Kepolisian Resor Dumai berhasil menggagalkan upaya peredaran narkotika dalam jumlah kecil namun signifikan. Seorang sopir berinisial J diringkus di jalan raya dengan barang bukti tiga Paket Sabu yang disembunyikan. Penindakan ini merupakan hasil dari pengawasan ketat terhadap pergerakan orang dan barang di jalur-jalur rawan kota Dumai.
Petugas dari Satuan Reserse Narkoba mencurigai gerak-gerik pelaku yang mengemudikan kendaraan pribadi. Setelah dihentikan dan dilakukan pemeriksaan, petugas menemukan tiga Paket Sabu yang dibungkus rapi. Penangkapan ini memperkuat dugaan bahwa jaringan narkotika terus berupaya mencari celah untuk mendistribusikan barang haram mereka.
Tersangka J diyakini merupakan kurir yang bertugas mendistribusikan Paket Sabu tersebut ke pemesan di wilayah Dumai. Pelaku memanfaatkan profesinya sebagai sopir untuk menghindari kecurigaan petugas. Kasus ini menjadi bukti nyata bahwa narkoba dapat menyusup melalui berbagai modus operandi yang terselubung.
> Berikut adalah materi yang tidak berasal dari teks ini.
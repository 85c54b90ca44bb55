//! Anomaly detection -- shared anomaly model, detector seam, and the
//! statistical/pattern engines that analyze windows of stored logs.

pub mod correlation;
pub mod metrics;
pub mod pattern;
pub mod statistical;
pub mod thresholds;

pub use thresholds::{DetectionThresholds, ThresholdUpdate};

use anyhow::Result;
use chrono::{DateTime, Utc};
use serde::{Deserialize, Serialize};
use uuid::Uuid;

use crate::detect::metrics::BaselineMetrics;
use crate::ingest::NormalizedLogEntry;

/// Classified anomaly kinds.
#[derive(Debug, Clone, Copy, PartialEq, Eq, Hash, Serialize, Deserialize)]
#[serde(rename_all = "SCREAMING_SNAKE_CASE")]
pub enum AnomalyKind {
    HighErrorRate,
    HighLatency,
    RepeatedErrors,
    UnusualPattern,
    ResourceExhaustion,
    DeploymentCorrelation,
}

impl AnomalyKind {
    pub fn as_str(&self) -> &'static str {
        match self {
            AnomalyKind::HighErrorRate => "HIGH_ERROR_RATE",
            AnomalyKind::HighLatency => "HIGH_LATENCY",
            AnomalyKind::RepeatedErrors => "REPEATED_ERRORS",
            AnomalyKind::UnusualPattern => "UNUSUAL_PATTERN",
            AnomalyKind::ResourceExhaustion => "RESOURCE_EXHAUSTION",
            AnomalyKind::DeploymentCorrelation => "DEPLOYMENT_CORRELATION",
        }
    }
}

#[derive(Debug, Clone, Copy, PartialEq, Eq, PartialOrd, Ord, Serialize, Deserialize)]
#[serde(rename_all = "SCREAMING_SNAKE_CASE")]
pub enum AnomalySeverity {
    Low,
    Medium,
    High,
    Critical,
}

impl AnomalySeverity {
    pub fn as_str(&self) -> &'static str {
        match self {
            AnomalySeverity::Low => "LOW",
            AnomalySeverity::Medium => "MEDIUM",
            AnomalySeverity::High => "HIGH",
            AnomalySeverity::Critical => "CRITICAL",
        }
    }

    /// One level up, saturating at CRITICAL.
    pub fn raise(self) -> Self {
        match self {
            AnomalySeverity::Low => AnomalySeverity::Medium,
            AnomalySeverity::Medium => AnomalySeverity::High,
            AnomalySeverity::High | AnomalySeverity::Critical => AnomalySeverity::Critical,
        }
    }

    /// One level down, saturating at LOW.
    pub fn lower(self) -> Self {
        match self {
            AnomalySeverity::Critical => AnomalySeverity::High,
            AnomalySeverity::High => AnomalySeverity::Medium,
            AnomalySeverity::Medium | AnomalySeverity::Low => AnomalySeverity::Low,
        }
    }
}

#[derive(Debug, Clone, Copy, PartialEq, Eq, Serialize, Deserialize)]
#[serde(rename_all = "SCREAMING_SNAKE_CASE")]
pub enum DetectionMethod {
    Statistical,
    Pattern,
    Correlation,
    AiAnalysis,
}

/// A detected anomaly. Read-only once emitted to collaborators.
#[derive(Debug, Clone, Serialize, Deserialize)]
pub struct Anomaly {
    pub id: Uuid,
    pub kind: AnomalyKind,
    pub severity: AnomalySeverity,
    pub detection_method: DetectionMethod,
    pub description: String,
    /// In [0, 1].
    pub confidence: f64,
    #[serde(skip_serializing_if = "Option::is_none", default)]
    pub metric_value: Option<f64>,
    #[serde(skip_serializing_if = "Option::is_none", default)]
    pub threshold_value: Option<f64>,
    pub affected_resources: Vec<String>,
    /// Buffer indices of up to 5 representative logs.
    pub sample_log_indices: Vec<i64>,
    pub timestamp: DateTime<Utc>,
}

/// Analysis input: one window of stored records plus the baseline from
/// the previous cycle, when one exists.
pub struct AnalysisWindow {
    pub entries: Vec<NormalizedLogEntry>,
    pub baseline: Option<BaselineMetrics>,
}

impl AnalysisWindow {
    pub fn new(entries: Vec<NormalizedLogEntry>, baseline: Option<BaselineMetrics>) -> Self {
        Self { entries, baseline }
    }

    pub fn error_entries(&self) -> Vec<&NormalizedLogEntry> {
        self.entries.iter().filter(|e| e.severity.is_error()).collect()
    }
}

/// Seam for window-scoped anomaly engines. Detectors never mutate shared
/// state; each returns its own independent findings.
#[async_trait::async_trait]
pub trait Detector: Send + Sync {
    fn name(&self) -> &'static str;

    async fn analyze(&self, window: &AnalysisWindow) -> Result<Vec<Anomaly>>;
}

/// Up to 5 representative buffer indices.
pub(crate) fn sample_indices(entries: &[&NormalizedLogEntry]) -> Vec<i64> {
    entries.iter().filter_map(|e| e.index).take(5).collect()
}

/// Distinct resource types, sorted for stable cooldown keys.
pub(crate) fn affected_resources(entries: &[&NormalizedLogEntry]) -> Vec<String> {
    let mut resources: Vec<String> = entries
        .iter()
        .filter_map(|e| e.resource_type.clone())
        .collect();
    resources.sort();
    resources.dedup();
    resources
}

#[cfg(test)]
mod tests {
    use super::*;

    #[test]
    fn test_severity_raise_lower_saturate() {
        assert_eq!(AnomalySeverity::Low.raise(), AnomalySeverity::Medium);
        assert_eq!(AnomalySeverity::Critical.raise(), AnomalySeverity::Critical);
        assert_eq!(AnomalySeverity::Medium.lower(), AnomalySeverity::Low);
        assert_eq!(AnomalySeverity::Low.lower(), AnomalySeverity::Low);
    }

    #[test]
    fn test_severity_ordering() {
        assert!(AnomalySeverity::Critical > AnomalySeverity::High);
        assert!(AnomalySeverity::Medium > AnomalySeverity::Low);
    }
}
Kapolres Dumai menyampaikan bahwa wilayah Dumai yang berbatasan langsung dengan laut menjadikannya rawan. Akses yang mudah membuat kota ini sering dijadikan pintu masuk narkotika, termasuk tiga Paket Sabu yang diamankan ini. Oleh karena itu, pengawasan di seluruh area pelabuhan dan jalur utama terus ditingkatkan.
Penyelidikan saat ini difokuskan untuk mengungkap asal-usul tiga Paket yang dibawa pelaku. Polisi yakin bahwa J tidak bekerja sendirian dan merupakan bagian dari sindikat yang lebih besar. Polres Dumai berkomitmen untuk memburu bandar dan aktor intelektual di balik peredaran narkoba ini.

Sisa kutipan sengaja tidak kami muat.